──────── Supplied information
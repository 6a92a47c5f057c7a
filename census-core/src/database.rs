//! Storage seams used by the registrars and the pipeline.
//!
//! [`SpatialDatabase`] covers the physical tables: introspection, geometry
//! columns, indexes, bulk loads and schema moves. [`SchemaStore`] covers the
//! catalogue tables described in [`crate::schema`]. Both are implemented by
//! the PostGIS adapter in `census-data` and by the in-memory double in
//! [`crate::test_support`].

use std::error::Error as StdError;

use thiserror::Error;

use crate::identifiers::KeyCast;
use crate::schema::{
    ColumnInfo, GeometryLinkage, GeometryRelation, GeometrySource, GeometrySourceId,
    GeometrySourceProjected, GeometryType, Metadata, NewGeometrySource, Srid, TableInfo,
    TableInfoId, TableSchema,
};

/// Errors raised by storage backends.
#[derive(Debug, Error)]
pub enum DatabaseError {
    /// The named table does not exist.
    #[error("table {table} does not exist")]
    NoSuchTable {
        /// Requested table.
        table: String,
    },
    /// The named column does not exist.
    #[error("column {column} does not exist on table {table}")]
    NoSuchColumn {
        /// Owning table.
        table: String,
        /// Requested column.
        column: String,
    },
    /// A data row did not match the header width.
    #[error("row {line} of {table} has {found} cells but the header has {expected}")]
    RaggedRow {
        /// Target table.
        table: String,
        /// One-based data row number.
        line: usize,
        /// Header width.
        expected: usize,
        /// Row width.
        found: usize,
    },
    /// The backend rejected a statement.
    #[error("{operation} failed")]
    Backend {
        /// Description of the failed operation.
        operation: String,
        /// Underlying driver error.
        #[source]
        source: Box<dyn StdError + Send + Sync>,
    },
}

impl DatabaseError {
    /// Wrap a driver error with the operation that produced it.
    pub fn backend(
        operation: impl Into<String>,
        source: impl Into<Box<dyn StdError + Send + Sync>>,
    ) -> Self {
        Self::Backend {
            operation: operation.into(),
            source: source.into(),
        }
    }
}

/// Physical table operations against a spatially-enabled database.
///
/// Writes are buffered in the current session until [`commit`] is called.
///
/// [`commit`]: SpatialDatabase::commit
pub trait SpatialDatabase {
    /// Names of every table in the default namespace.
    fn table_names(&mut self) -> Result<Vec<String>, DatabaseError>;

    /// Capture the column layout of a table.
    fn describe_table(&mut self, table: &str) -> Result<TableSchema, DatabaseError>;

    /// Distinct geometry type names of the non-null values in a column.
    fn geometry_types(&mut self, table: &str, column: &str) -> Result<Vec<String>, DatabaseError>;

    /// Add an empty two-dimensional geometry column.
    fn add_geometry_column(
        &mut self,
        table: &str,
        column: &str,
        srid: Srid,
        geometry_type: GeometryType,
    ) -> Result<(), DatabaseError>;

    /// Populate `target` with the 2D-forced transform of `source` into `srid`.
    ///
    /// Returns the number of rows updated.
    fn transform_geometry(
        &mut self,
        table: &str,
        source: &str,
        target: &str,
        srid: Srid,
    ) -> Result<u64, DatabaseError>;

    /// Replace invalid geometries in a column with repaired multi-geometries.
    ///
    /// Returns the number of rows repaired.
    fn repair_geometries(&mut self, table: &str, column: &str) -> Result<u64, DatabaseError>;

    /// Whether an index with the given name exists.
    fn index_exists(&mut self, index: &str) -> Result<bool, DatabaseError>;

    /// Build a spatial index over a geometry column.
    fn create_spatial_index(
        &mut self,
        index: &str,
        table: &str,
        column: &str,
    ) -> Result<(), DatabaseError>;

    /// Build a unique index over a scalar column.
    fn create_unique_index(
        &mut self,
        index: &str,
        table: &str,
        column: &str,
    ) -> Result<(), DatabaseError>;

    /// Read every `(surrogate id, business key)` pair of a table.
    ///
    /// The key is cast according to `cast` and rendered as text; `None`
    /// marks a NULL key.
    fn key_pairs(
        &mut self,
        table: &str,
        gid_column: &str,
        key_column: &str,
        cast: KeyCast,
    ) -> Result<Vec<(i64, Option<String>)>, DatabaseError>;

    /// Create and fill a table from a header and data rows.
    ///
    /// The first column becomes the primary key. Returns the number of rows
    /// written.
    fn load_attribute_table(
        &mut self,
        table: &str,
        header: &[String],
        rows: &[Vec<String>],
    ) -> Result<u64, DatabaseError>;

    /// Create a schema namespace.
    fn create_schema(&mut self, schema: &str) -> Result<(), DatabaseError>;

    /// Move a table from the default namespace into `schema`.
    fn move_table(&mut self, table: &str, schema: &str) -> Result<(), DatabaseError>;

    /// Commit outstanding writes.
    fn commit(&mut self) -> Result<(), DatabaseError>;

    /// Discard outstanding writes.
    fn rollback(&mut self) -> Result<(), DatabaseError>;
}

/// Persistence of the catalogue tables.
pub trait SchemaStore {
    /// Create the catalogue tables if they are missing.
    fn create_catalogue(&mut self) -> Result<(), DatabaseError>;

    /// Record a new table.
    fn insert_table_info(
        &mut self,
        name: &str,
        metadata: &Metadata,
    ) -> Result<TableInfo, DatabaseError>;

    /// Look up a table by name.
    fn find_table_info(&mut self, name: &str) -> Result<Option<TableInfo>, DatabaseError>;

    /// Replace the metadata of a table.
    fn set_table_metadata(
        &mut self,
        table: TableInfoId,
        metadata: &Metadata,
    ) -> Result<(), DatabaseError>;

    /// Record metadata for one column.
    fn insert_column_info(
        &mut self,
        table: TableInfoId,
        name: &str,
        metadata: &Metadata,
    ) -> Result<ColumnInfo, DatabaseError>;

    /// Column metadata recorded for a table.
    fn columns(&mut self, table: TableInfoId) -> Result<Vec<ColumnInfo>, DatabaseError>;

    /// Record a geometry source.
    fn insert_geometry_source(
        &mut self,
        source: NewGeometrySource,
    ) -> Result<GeometrySource, DatabaseError>;

    /// Look up the geometry source of a table by table name.
    fn find_geometry_source(&mut self, table: &str)
    -> Result<Option<GeometrySource>, DatabaseError>;

    /// Record a reprojected copy.
    fn insert_projection(
        &mut self,
        projection: &GeometrySourceProjected,
    ) -> Result<(), DatabaseError>;

    /// Reprojected copies recorded for a source.
    fn projections(
        &mut self,
        source: GeometrySourceId,
    ) -> Result<Vec<GeometrySourceProjected>, DatabaseError>;

    /// Record a linkage.
    fn insert_linkage(&mut self, linkage: &GeometryLinkage) -> Result<(), DatabaseError>;

    /// Every recorded linkage, in insertion order.
    fn linkages(&mut self) -> Result<Vec<GeometryLinkage>, DatabaseError>;

    /// Look up a cached relation by ordered pair.
    fn find_geometry_relation(
        &mut self,
        from: GeometrySourceId,
        to: GeometrySourceId,
    ) -> Result<Option<GeometryRelation>, DatabaseError>;
}

/// A backend providing both physical and catalogue operations.
pub trait Database: SpatialDatabase + SchemaStore {}

impl<T: SpatialDatabase + SchemaStore + ?Sized> Database for T {}
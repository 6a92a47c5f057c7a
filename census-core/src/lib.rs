//! Core domain of the census loader.
//!
//! Geometry tables are registered as [`GeometrySource`]s and projected into
//! a mandatory set of coordinate systems. Attribute tables are rewritten so
//! their business keys become geometry identifiers, linked back to the
//! geometry they describe and annotated with workbook metadata. The
//! [`Pipeline`] sequences these steps against any [`Database`]; adapters for
//! PostGIS, shapefiles, CSV files and workbooks live in `census-data`.

#![cfg_attr(docsrs, feature(doc_cfg))]

pub mod database;
pub mod dump;
pub mod geometry;
pub mod identifiers;
pub mod linkage;
pub mod metadata;
pub mod pipeline;
pub mod rewrite;
pub mod schema;

pub use database::{Database, DatabaseError, SchemaStore, SpatialDatabase};
pub use dump::{DumpError, DumpOutcome, DumpRequest, DumpRunner};
pub use geometry::{
    GeometryRegistrar, RegisterOptions, RegistrationError, detect_geometry_column,
    projected_column_name, spatial_index_name,
};
pub use identifiers::{IdentifierLookup, KeyCast, KeyMatcher, LookupError};
pub use linkage::{
    LinkageError, PendingLinkage, PendingLinkages, TableRole, find_linkages, geometry_relation,
    link,
};
pub use metadata::{
    MetadataCatalogue, MetadataError, MetadataKind, MetadataRegistrar, TABLE_NUMBER_PATTERN,
    attach_column_metadata, attach_table_metadata, datapack_file,
};
pub use pipeline::{
    AttributeInput, DEFAULT_MANDATORY_SRIDS, EXCLUDED_TABLES, FinalizeReport, GeometryLayer,
    Pipeline, PipelineConfig, PipelineError, PipelineState, PipelineSummary,
};
pub use rewrite::{RewriteError, RewrittenRows, RowResult, collect_rewritten, rewrite_rows};
pub use schema::{
    CATALOGUE_TABLES, ColumnDescription, ColumnInfo, ColumnKind, GID_COLUMN, GeometryLinkage,
    GeometryRelation, GeometrySource, GeometrySourceId, GeometrySourceProjected, GeometryType,
    Metadata, NewGeometrySource, Srid, TableInfo, TableInfoId, TableSchema, UnknownGeometryType,
};

#[cfg(any(test, feature = "test-support"))]
#[cfg_attr(docsrs, doc(cfg(feature = "test-support")))]
pub mod test_support;

#[cfg(test)]
mod tests;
────────────────
Look through the records for the string "filename". Copy every line that has it.

## Written reply
filename census-core/src/database.rs
filename census-core/src/lib.rs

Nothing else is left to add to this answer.